During its investigation into Chinese imports of glyphosate, a chemical herbicide, the Commission denied Zhejiang Xinan Chemical (Xinanchem) MET on the grounds that the state interfered in Xinanchem’s decisions because the Chinese state was a significant shareholder in the company and could thus influence the appointment and composition of its board of directors.
The Court annulled this decision, stating that Xinanchem’s type of state control was not necessarily incompatible with market economy conditions. Indeed, the Court found that a priori denying state-owned or state-controlled companies MET solely because of the existence of state shareholding is inconsistent with economic reality. State control cannot be equated, as a matter of principle, to “significant state interference” and cannot thereby relieve the Commission of its obligation to take into account the evidence of the real factual, legal and economic context in which a producer operates.
Furthermore, the Court specified that the first requirement of the MET test is not directed at all types of state interference, but only at the state’s power to influence decisions on prices, costs and inputs. Furthermore, interference indicates that it is not sufficient that a state may have a certain amount of influence over these types of decisions, but implies actual interference in them. Furthermore, such interference must be “significant”, meaning that the MET test allows a certain degree of state interference.

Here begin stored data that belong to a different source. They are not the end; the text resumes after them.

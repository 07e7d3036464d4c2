use std::time::Instant;

use chrono::Utc;
use serde::Serialize;
use serde_json::{json, Map, Value};
use tracing::{instrument, warn};

use crate::errors::ToolbridgeError;
use crate::tools::{ToolKind, ToolRegistry};

pub const PARSE_ERROR: i64 = -32700;
pub const INVALID_REQUEST: i64 = -32600;
pub const METHOD_NOT_FOUND: i64 = -32601;
pub const INVALID_PARAMS: i64 = -32602;
pub const INTERNAL_ERROR: i64 = -32603;
pub const SERVER_ERROR: i64 = -32000;

#[derive(Debug, Serialize)]
pub struct RpcResponse {
    jsonrpc: &'static str,
    #[serde(skip_serializing_if = "Option::is_none")]
    result: Option<Value>,
    #[serde(skip_serializing_if = "Option::is_none")]
    error: Option<RpcError>,
    id: Value,
}

impl RpcResponse {
    fn success(id: Value, result: Value) -> Self {
        Self {
            jsonrpc: "2.0",
            result: Some(result),
            error: None,
            id,
        }
    }

    fn error(id: Value, code: i64, message: &str, data: Option<Value>) -> Self {
        Self {
            jsonrpc: "2.0",
            result: None,
            error: Some(RpcError {
                code,
                message: message.to_string(),
                data,
            }),
            id,
        }
    }
}

#[derive(Debug, Serialize)]
struct RpcError {
    code: i64,
    message: String,
    #[serde(skip_serializing_if = "Option::is_none")]
    data: Option<Value>,
}

/// JSON-RPC 2.0 dispatcher over the tool registry. Works on raw bytes so a
/// payload that fails to parse can still be answered with a well-formed
/// envelope carrying `id: null`.
pub struct Dispatcher {
    registry: ToolRegistry,
}

impl Dispatcher {
    pub fn new(registry: ToolRegistry) -> Self {
        Self { registry }
    }

    /// Registered tool names, in registration order. Stable across calls.
    pub fn tool_names(&self) -> Vec<&'static str> {
        ToolKind::all().iter().map(|kind| kind.name()).collect()
    }

    #[instrument(skip(self, raw))]
    pub async fn handle(&self, raw: &[u8]) -> Vec<u8> {
        let response = self.dispatch(raw).await;
        match serde_json::to_vec(&response) {
            Ok(bytes) => bytes,
            Err(err) => {
                warn!(error = %err, "failed to serialize rpc response");
                br#"{"jsonrpc":"2.0","error":{"code":-32603,"message":"internal error"},"id":null}"#
                    .to_vec()
            }
        }
    }

    async fn dispatch(&self, raw: &[u8]) -> RpcResponse {
        // Validation is ordered and short-circuiting: parse, version, method
        // shape, params shape, then method lookup. Each request is fully
        // independent; there is no cross-request state.
        let payload: Value = match serde_json::from_slice(raw) {
            Ok(value) => value,
            Err(err) => {
                return RpcResponse::error(
                    Value::Null,
                    PARSE_ERROR,
                    "parse error",
                    Some(json!({ "detail": err.to_string() })),
                );
            }
        };
        let Some(envelope) = payload.as_object() else {
            return RpcResponse::error(
                Value::Null,
                INVALID_REQUEST,
                "request must be a JSON object",
                None,
            );
        };
        let id = envelope.get("id").cloned().unwrap_or(Value::Null);

        match envelope.get("jsonrpc").and_then(Value::as_str) {
            Some("2.0") => {}
            _ => {
                return RpcResponse::error(id, INVALID_REQUEST, "invalid jsonrpc version", None);
            }
        }

        let method = match envelope.get("method").and_then(Value::as_str) {
            Some(method) if !method.is_empty() => method,
            _ => {
                return RpcResponse::error(
                    id,
                    INVALID_REQUEST,
                    "method must be a non-empty string",
                    None,
                );
            }
        };

        let params = match envelope.get("params") {
            None | Some(Value::Null) => Value::Object(Map::new()),
            Some(Value::Object(map)) => Value::Object(map.clone()),
            Some(_) => {
                return RpcResponse::error(id, INVALID_PARAMS, "params must be an object", None);
            }
        };

        let Some(kind) = ToolKind::parse(method) else {
            return RpcResponse::error(id, METHOD_NOT_FOUND, "method not found", None);
        };

        // Timed around the invocation only so the meta block reflects tool
        // cost rather than protocol overhead.
        let started = Instant::now();
        match self.registry.invoke(kind, params).await {
            Ok(result) => {
                let elapsed_ms = started.elapsed().as_millis();
                RpcResponse::success(id, attach_meta(result, kind, elapsed_ms))
            }
            Err(err) => {
                let (code, message) = map_error(&err);
                RpcResponse::error(id, code, &message, None)
            }
        }
    }
}

fn attach_meta(result: Value, kind: ToolKind, elapsed_ms: u128) -> Value {
    let meta = json!({
        "tool": kind.name(),
        "execution_time_ms": elapsed_ms,
        "timestamp": Utc::now().to_rfc3339(),
    });
    match result {
        Value::Object(mut map) => {
            map.insert("_meta".to_string(), meta);
            Value::Object(map)
        }
        other => json!({ "value": other, "_meta": meta }),
    }
}

fn map_error(err: &ToolbridgeError) -> (i64, String) {
    match err {
        ToolbridgeError::InvalidParams(_) => (INVALID_PARAMS, err.to_string()),
        ToolbridgeError::InvalidExpression(_)
        | ToolbridgeError::TableNotAllowed(_)
        | ToolbridgeError::ColumnNameInvalid(_)
        | ToolbridgeError::MissingRequiredField(_)
        | ToolbridgeError::PromptRejected(_)
        | ToolbridgeError::Database(_)
        | ToolbridgeError::CompletionFailed(_) => (SERVER_ERROR, err.to_string()),
        _ => (INTERNAL_ERROR, "internal error".to_string()),
    }
}
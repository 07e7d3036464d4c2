use std::sync::Arc;

use async_trait::async_trait;
use serde_json::json;
use sqlx::postgres::PgPoolOptions;
use tempfile::TempDir;
use toolbridge::completion::{CompletionBackend, CompletionOutput, CompletionRequest};
use toolbridge::query::QueryBuilder;
use toolbridge::tools::{ToolRegistry, TracingSink};
use toolbridge::Dispatcher;

pub fn temp_workspace() -> anyhow::Result<TempDir> {
    Ok(TempDir::new()?)
}

pub struct CannedCompletion;

#[async_trait]
impl CompletionBackend for CannedCompletion {
    async fn complete(&self, request: &CompletionRequest) -> toolbridge::Result<CompletionOutput> {
        Ok(CompletionOutput {
            text: format!("echo: {}", request.prompt),
            model_used: "canned-model".to_string(),
            usage: json!({ "total_tokens": 1 }),
        })
    }

    fn model(&self) -> &str {
        "canned-model"
    }
}

/// Dispatcher over a lazily connected pool; only tools that never touch the
/// database can be exercised against it.
pub fn offline_dispatcher() -> Dispatcher {
    let pool = PgPoolOptions::new()
        .connect_lazy("postgres://toolbridge@localhost/toolbridge")
        .expect("lazy pool");
    let queries = QueryBuilder::new(vec!["users".to_string()]).expect("builder");
    let registry = ToolRegistry::new(
        pool,
        queries,
        Arc::new(CannedCompletion),
        Arc::new(TracingSink),
    );
    Dispatcher::new(registry)
}
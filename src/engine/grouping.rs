//! Partitioned aggregates: per affiliate, per product, per day and per hour.

use crate::domain::{Decimal, SaleRecord, TimeMs};
use crate::engine::aggregate::AggregateMetrics;
use chrono::FixedOffset;
use serde::Serialize;
use std::collections::BTreeMap;
use std::str::FromStr;

/// Key used for records that have no affiliate/product reference.
pub const UNASSIGNED_KEY: &str = "unassigned";

#[derive(Debug, Clone, PartialEq, Eq, Serialize)]
#[serde(rename_all = "camelCase")]
pub struct GroupMetrics {
    pub key: String,
    #[serde(skip_serializing_if = "Option::is_none")]
    pub label: Option<String>,
    pub metrics: AggregateMetrics,
}

/// Business metric used to rank groups.
#[derive(Debug, Clone, Copy, PartialEq, Eq)]
pub enum RankMetric {
    Revenue,
    GrossSales,
    NetSales,
    Profit,
    RefundsCost,
    Sales,
}

impl FromStr for RankMetric {
    type Err = ();

    fn from_str(s: &str) -> Result<Self, Self::Err> {
        match s.trim().to_ascii_lowercase().as_str() {
            "revenue" => Ok(RankMetric::Revenue),
            "grosssales" => Ok(RankMetric::GrossSales),
            "netsales" => Ok(RankMetric::NetSales),
            "profit" => Ok(RankMetric::Profit),
            "refunds" | "refundscost" => Ok(RankMetric::RefundsCost),
            "sales" => Ok(RankMetric::Sales),
            _ => Err(()),
        }
    }
}

/// Time bucket granularity for timelines.
#[derive(Debug, Clone, Copy, PartialEq, Eq)]
pub enum Bucket {
    Day,
    Hour,
}

impl FromStr for Bucket {
    type Err = ();

    fn from_str(s: &str) -> Result<Self, Self::Err> {
        match s.trim().to_ascii_lowercase().as_str() {
            "day" | "daily" => Ok(Bucket::Day),
            "hour" | "hourly" => Ok(Bucket::Hour),
            _ => Err(()),
        }
    }
}

impl Bucket {
    /// `YYYY-MM-DD` or `YYYY-MM-DD HH:00` in the given offset.
    pub fn key_for(&self, t: TimeMs, offset: FixedOffset) -> String {
        let local = t.to_datetime().with_timezone(&offset);
        match self {
            Bucket::Day => local.format("%Y-%m-%d").to_string(),
            Bucket::Hour => local.format("%Y-%m-%d %H:00").to_string(),
        }
    }
}

/// Partition records by `key_fn` and aggregate each partition.
///
/// Records for which `key_fn` returns `None` are skipped. Output is in
/// ascending key order.
pub fn group_by<F>(records: &[SaleRecord], key_fn: F) -> Vec<GroupMetrics>
where
    F: Fn(&SaleRecord) -> Option<(String, Option<String>)>,
{
    let mut partitions: BTreeMap<String, (Option<String>, Vec<&SaleRecord>)> = BTreeMap::new();

    for record in records {
        let Some((key, label)) = key_fn(record) else {
            continue;
        };
        let entry = partitions.entry(key).or_insert_with(|| (None, Vec::new()));
        if entry.0.is_none() {
            entry.0 = label;
        }
        entry.1.push(record);
    }

    partitions
        .into_iter()
        .map(|(key, (label, members))| GroupMetrics {
            key,
            label,
            metrics: AggregateMetrics::from_records(members),
        })
        .collect()
}

pub fn group_by_affiliate(records: &[SaleRecord]) -> Vec<GroupMetrics> {
    group_by(records, |r| {
        let key = r
            .affiliate_id
            .as_ref()
            .map(|a| a.as_str().to_string())
            .unwrap_or_else(|| UNASSIGNED_KEY.to_string());
        Some((key, r.affiliate_name.clone()))
    })
}

pub fn group_by_product(records: &[SaleRecord]) -> Vec<GroupMetrics> {
    group_by(records, |r| {
        let key = r
            .product_id
            .as_ref()
            .map(|p| p.as_str().to_string())
            .unwrap_or_else(|| UNASSIGNED_KEY.to_string());
        Some((key, r.product_name.clone()))
    })
}

/// Chronological buckets. Undated records are left out.
pub fn group_by_time(
    records: &[SaleRecord],
    bucket: Bucket,
    offset: FixedOffset,
) -> Vec<GroupMetrics> {
    group_by(records, |r| {
        r.transaction_date
            .map(|t| (bucket.key_for(t, offset), None))
    })
}

/// Sort groups by `metric`, highest first; ties broken by key ascending.
pub fn rank_groups(mut groups: Vec<GroupMetrics>, metric: RankMetric) -> Vec<GroupMetrics> {
    groups.sort_by(|a, b| {
        metric_value(&b.metrics, metric)
            .cmp(&metric_value(&a.metrics, metric))
            .then_with(|| a.key.cmp(&b.key))
    });
    groups
}

fn metric_value(m: &AggregateMetrics, metric: RankMetric) -> Decimal {
    match metric {
        RankMetric::Revenue => m.revenue,
        RankMetric::GrossSales => m.gross_sales,
        RankMetric::NetSales => m.net_sales,
        RankMetric::Profit => m.profit,
        RankMetric::RefundsCost => m.total_refunds_cost,
        RankMetric::Sales => Decimal::from_i64(m.counts.sales() as i64),
    }
}
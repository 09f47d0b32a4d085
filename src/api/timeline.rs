use axum::extract::{Query, State};
use axum::Json;
use chrono::Utc;
use serde::{Deserialize, Serialize};

use super::params::{load_records, FilterQuery};
use super::AppState;
use crate::engine::{group_by_time, Bucket, GroupMetrics};
use crate::error::AppError;

#[derive(Debug, Deserialize)]
pub struct TimelineQuery {
    pub bucket: Option<String>,
}

#[derive(Debug, Serialize)]
#[serde(rename_all = "camelCase")]
pub struct TimelineResponse {
    pub bucket: &'static str,
    pub points: Vec<GroupMetrics>,
}

pub async fn get_timeline(
    Query(filter): Query<FilterQuery>,
    Query(params): Query<TimelineQuery>,
    State(state): State<AppState>,
) -> Result<Json<TimelineResponse>, AppError> {
    let bucket = match params.bucket.as_deref() {
        None | Some("") => Bucket::Day,
        Some(b) => b
            .parse::<Bucket>()
            .map_err(|_| AppError::BadRequest("bucket must be one of: day, hour".to_string()))?,
    };

    let filter = filter.to_filter(&state.config, Utc::now())?;
    let records = load_records(&state, &filter).await?;

    Ok(Json(TimelineResponse {
        bucket: match bucket {
            Bucket::Day => "day",
            Bucket::Hour => "hour",
        },
        points: group_by_time(&records, bucket, state.config.offset()),
    }))
}
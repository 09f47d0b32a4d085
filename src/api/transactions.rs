use axum::extract::{Query, State};
use axum::Json;
use chrono::Utc;
use serde::{Deserialize, Serialize};

use super::params::{load_records, FilterQuery};
use super::AppState;
use crate::engine::{annotate_net_sales, NetSalesRecord};
use crate::error::AppError;

const DEFAULT_LIMIT: usize = 100;
const MAX_LIMIT: usize = 1000;

#[derive(Debug, Deserialize)]
pub struct TransactionsQuery {
    pub limit: Option<usize>,
}

#[derive(Debug, Serialize)]
#[serde(rename_all = "camelCase")]
pub struct TransactionsResponse {
    /// Matching records before the limit is applied.
    pub total: usize,
    pub transactions: Vec<NetSalesRecord>,
}

fn validate_limit(limit: Option<usize>) -> Result<usize, AppError> {
    match limit {
        None => Ok(DEFAULT_LIMIT),
        Some(n) if (1..=MAX_LIMIT).contains(&n) => Ok(n),
        Some(_) => Err(AppError::BadRequest(format!(
            "limit must be between 1 and {}",
            MAX_LIMIT
        ))),
    }
}

/// Filtered records, newest first; undated records come last.
pub async fn get_transactions(
    Query(filter): Query<FilterQuery>,
    Query(params): Query<TransactionsQuery>,
    State(state): State<AppState>,
) -> Result<Json<TransactionsResponse>, AppError> {
    let limit = validate_limit(params.limit)?;
    let filter = filter.to_filter(&state.config, Utc::now())?;
    let records = load_records(&state, &filter).await?;

    let total = records.len();
    let page = &records[..total.min(limit)];

    Ok(Json(TransactionsResponse {
        total,
        transactions: annotate_net_sales(page),
    }))
}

In summary, the Commission’s practice in carrying out anti-dumping investigations in relation to NMEs, has recently come under fire at both the WTO and EU level. In Fasteners, the AB made it clear that in order to comply with the ADA, the Commission must start from the premise that an individual anti-dumping duty must be determined for each single producer. Furthermore, the European Commission was forced to change its approach in defining the domestic industry. In Brosmann and Xinanchem, the Court of Justice adopted a more strict interpretation of the rules governing MET determinations. It remains to be seen whether these findings will be sufficient to guarantee that exporters from NME countries will benefit from a more equitable treatment when confronted with future EU anti-dumping investigations.